LACP and similar will not help you with zfs send.

The only way to make 1 connection go above 1 Gbps is to use a 10 Gbps ethernet NIC.


----------



## ytotk (Sep 27, 2010)

davidgurvich, aggregation and failover is successfully functioning and active.

phoenix, I assumed the possibility of implementing additional layers of abstraction to multipath the single tcp connection over several links simultaneously. 

I found someone claiming such an ability here: http://breden.org.uk/2008/04/05/home-fileserver-trunking/#comment-17124

What purpose does IPMP serve in my scenario? From what I have read am I correct that it would allow multiple aggregation groups each with a logical ip address and allowing for creation of vnics traversing the lagg? But again, would individual tcp sessions be limited to one nic?

What is the purpose of enabling flow control on the nics and switch?


----------



## phoenix (Sep 27, 2010)

The trunking mentioned in that post is switch-to-switch trunking, and has nothing to do with host-to-host trunking.


----------



## ytotk (Oct 8, 2010)

I appreciate the responses and hope I am not beating a dead horse..

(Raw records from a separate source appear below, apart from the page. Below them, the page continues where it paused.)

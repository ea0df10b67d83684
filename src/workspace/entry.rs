//! Workspace entry representation

use std::path::PathBuf;

use crate::context::GrammarContext;

/// Identity of a loaded grammar. Stable while the grammar stays loaded; a grammar
/// released completely and loaded again gets a new id.
#[derive(Debug, Clone, Copy, PartialEq, Eq, Hash, PartialOrd, Ord)]
pub struct ContextId(u32);

impl ContextId {
    pub(super) fn new(raw: u32) -> Self {
        Self(raw)
    }

    pub fn raw(self) -> u32 {
        self.0
    }
}

/// A loaded grammar with its loader count and resolved dependencies
#[derive(Debug)]
pub(super) struct ContextEntry {
    pub(super) id: ContextId,
    pub(super) context: GrammarContext,
    pub(super) ref_count: usize,
    /// Dependency paths found by the last parse, each holding one load
    pub(super) resolved: Vec<PathBuf>,
}

impl ContextEntry {
    pub(super) fn new(id: ContextId, context: GrammarContext) -> Self {
        Self {
            id,
            context,
            ref_count: 1,
            resolved: Vec::new(),
        }
    }
}
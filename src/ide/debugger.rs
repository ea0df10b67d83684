//! Debugger session setup.
//!
//! A [`GrammarDebugger`] owns the interpreter data of a grammar closure and the
//! breakpoints set on rule definitions. Stepping is driven by the host; this type
//! only answers what the host needs to drive it: which rule a source line belongs
//! to, whether a rule has a breakpoint and which ATN a rule lives in.

use std::path::{Path, PathBuf};

use indexmap::IndexMap;
use serde::Serialize;
use tracing::debug;

use crate::atn::InterpreterData;
use crate::context::GrammarContext;
use crate::parser::GrammarType;

/// A breakpoint requested on a source line.
#[derive(Debug, Clone, PartialEq, Eq, Serialize)]
pub struct Breakpoint {
    pub id: usize,
    pub source: PathBuf,
    pub row: u32,
    /// True when the line lies inside a rule definition
    pub verified: bool,
    /// The rule the breakpoint stops in
    pub rule: Option<String>,
}

/// The rows a rule definition spans in its grammar file.
#[derive(Debug, Clone, PartialEq, Eq)]
struct RuleSpan {
    name: String,
    source: PathBuf,
    rows: (u32, u32),
}

#[derive(Debug)]
pub struct GrammarDebugger {
    lexer: InterpreterData,
    parser: Option<InterpreterData>,
    rules: Vec<RuleSpan>,
    breakpoints: IndexMap<PathBuf, Vec<Breakpoint>>,
    next_id: usize,
}

impl GrammarDebugger {
    /// Creates a session for `contexts`, the grammar first and its dependencies
    /// after it. `None` without lexer data, or without parser data when the
    /// grammar has parser rules.
    pub fn new(
        contexts: &[&GrammarContext],
        lexer: Option<&InterpreterData>,
        parser: Option<&InterpreterData>,
    ) -> Option<Self> {
        let main = contexts.first()?;
        let lexer = lexer?.clone();
        if parser.is_none() && main.grammar_type() != GrammarType::Lexer {
            debug!(path = %main.path().display(), "no parser data, debugger not available");
            return None;
        }

        let rules = contexts
            .iter()
            .flat_map(|context| {
                context
                    .symbol_table()
                    .iter_symbols()
                    .filter(|symbol| symbol.kind.is_rule())
                    .filter_map(|symbol| {
                        let range = symbol.definition.as_ref()?.range;
                        Some(RuleSpan {
                            name: symbol.name.to_string(),
                            source: context.path().to_path_buf(),
                            rows: (range.start.row, range.end.row),
                        })
                    })
            })
            .collect();

        Some(Self {
            lexer,
            parser: parser.cloned(),
            rules,
            breakpoints: IndexMap::new(),
            next_id: 1,
        })
    }

    pub fn lexer_data(&self) -> &InterpreterData {
        &self.lexer
    }

    pub fn parser_data(&self) -> Option<&InterpreterData> {
        self.parser.as_ref()
    }

    /// Whether the session runs the lexer only.
    pub fn is_lexer_only(&self) -> bool {
        self.parser.is_none()
    }

    /// Index of a start rule in the parser data, or in the lexer data for
    /// lexer-only sessions.
    pub fn start_rule_index(&self, rule: &str) -> Option<usize> {
        self.parser.as_ref().unwrap_or(&self.lexer).rule_index(rule)
    }

    /// The rule whose definition covers `row` of `source`.
    pub fn rule_at(&self, source: &Path, row: u32) -> Option<&str> {
        self.rules
            .iter()
            .find(|rule| rule.source == source && rule.rows.0 <= row && row <= rule.rows.1)
            .map(|rule| rule.name.as_str())
    }

    /// Replaces the breakpoints of `source`.
    pub fn set_breakpoints(&mut self, source: &Path, rows: &[u32]) -> Vec<Breakpoint> {
        let mut breakpoints = Vec::with_capacity(rows.len());
        for &row in rows {
            let rule = self.rule_at(source, row).map(str::to_string);
            breakpoints.push(Breakpoint {
                id: self.next_id,
                source: source.to_path_buf(),
                row,
                verified: rule.is_some(),
                rule,
            });
            self.next_id += 1;
        }
        self.breakpoints
            .insert(source.to_path_buf(), breakpoints.clone());
        breakpoints
    }

    pub fn clear_breakpoints(&mut self, source: &Path) {
        self.breakpoints.shift_remove(source);
    }

    pub fn breakpoints(&self) -> impl Iterator<Item = &Breakpoint> {
        self.breakpoints.values().flatten()
    }

    /// Whether entering `rule` hits a verified breakpoint.
    pub fn has_breakpoint_in(&self, rule: &str) -> bool {
        self.breakpoints()
            .any(|breakpoint| breakpoint.verified && breakpoint.rule.as_deref() == Some(rule))
    }
}

#[cfg(test)]
mod tests {
    use super::*;
    use crate::atn::build_interpreter_data;

    const SOURCE: &str = "grammar T;\n\nexpr\n    : expr '+' term\n    | term\n    ;\nterm: ID;\nID: [a-z]+;\n";

    fn session(context: &GrammarContext) -> Option<GrammarDebugger> {
        let built = build_interpreter_data(&context.tree(), &[], None);
        GrammarDebugger::new(&[context], built.lexer.as_ref(), built.parser.as_ref())
    }

    #[test]
    fn test_breakpoints_bind_to_rules() {
        let context = GrammarContext::new("T.g4", SOURCE);
        let mut debugger = session(&context).unwrap();
        let set = debugger.set_breakpoints(Path::new("T.g4"), &[2, 5, 7]);

        assert_eq!(
            set.iter()
                .map(|b| (b.row, b.verified, b.rule.as_deref()))
                .collect::<Vec<_>>(),
            vec![(2, false, None), (5, true, Some("expr")), (7, true, Some("term"))]
        );
        assert!(debugger.has_breakpoint_in("expr"));
        assert!(!debugger.has_breakpoint_in("ID"));

        debugger.clear_breakpoints(Path::new("T.g4"));
        assert_eq!(debugger.breakpoints().count(), 0);
    }

    #[test]
    fn test_start_rule_index() {
        let context = GrammarContext::new("T.g4", SOURCE);
        let debugger = session(&context).unwrap();
        assert!(!debugger.is_lexer_only());
        assert_eq!(debugger.start_rule_index("term"), Some(1));
        assert_eq!(debugger.start_rule_index("missing"), None);
    }

    #[test]
    fn test_requires_interpreter_data() {
        let context = GrammarContext::new("T.g4", SOURCE);
        assert!(GrammarDebugger::new(&[&context], None, None).is_none());

        let built = build_interpreter_data(&context.tree(), &[], None);
        assert!(GrammarDebugger::new(&[&context], built.lexer.as_ref(), None).is_none());
    }

    #[test]
    fn test_lexer_grammar_runs_lexer_only() {
        let context = GrammarContext::new("L.g4", "lexer grammar L;\nID: [a-z]+;\n");
        let debugger = session(&context).unwrap();
        assert!(debugger.is_lexer_only());
        assert_eq!(debugger.start_rule_index("ID"), Some(0));
    }
}
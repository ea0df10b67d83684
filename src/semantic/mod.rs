//! # Semantic Analysis
//!
//! Turns a parsed grammar into a queryable model: a per-file [`SymbolTable`],
//! diagnostics for references that do not resolve, and per-rule reference records.
//!
//! ```text
//! GrammarFile (AST)
//!      ↓
//! collector  → SymbolTable (symbols + occurrences)
//!      ↓
//! checker    → Diagnostics (against own, dependency and built-in tables)
//!      ↓
//! references → ReferenceNode per rule
//! ```
//!
//! Cross-file resolution never owns other files' symbols: callers pass the
//! dependency tables in for each check.

mod checker;
mod collector;
pub mod diagnostics;
pub mod left_recursion;
pub mod references;
pub mod symbol_table;

pub(crate) use checker::check_grammar;
pub(crate) use collector::collect_symbols;
pub use diagnostics::{Diagnostic, Severity, codes, sort_diagnostics};
pub use left_recursion::mutually_left_recursive;
pub use references::{ReferenceNode, build_reference_nodes};
pub use symbol_table::{
    BUILTIN_SOURCE, Definition, Occurrence, Symbol, SymbolId, SymbolInfo, SymbolKind, SymbolTable,
};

If the zfs machine was connected thru 10gbe to a switch is there a method that other hosts connected to that switch thru several 1gbe nics could achieve greater than 1gbe? Or 10gbe needs to be end to end?


----------



## phoenix (Oct 8, 2010)

No matter how many gigabit NICs you trunk together, a single TCP connection cannot go above 1 Gbps, as it will be restricted to a single NIC.  But, you can run multiple TCP connections (1 per NIC) to give a total aggregate bandwidth over 1 Gbps.

If you have 10 client systems all with gigabit NICs, connected to a switch, connected to a server with a 10 Gbps NIC, then you can max out the 10 Gbps connection.


----------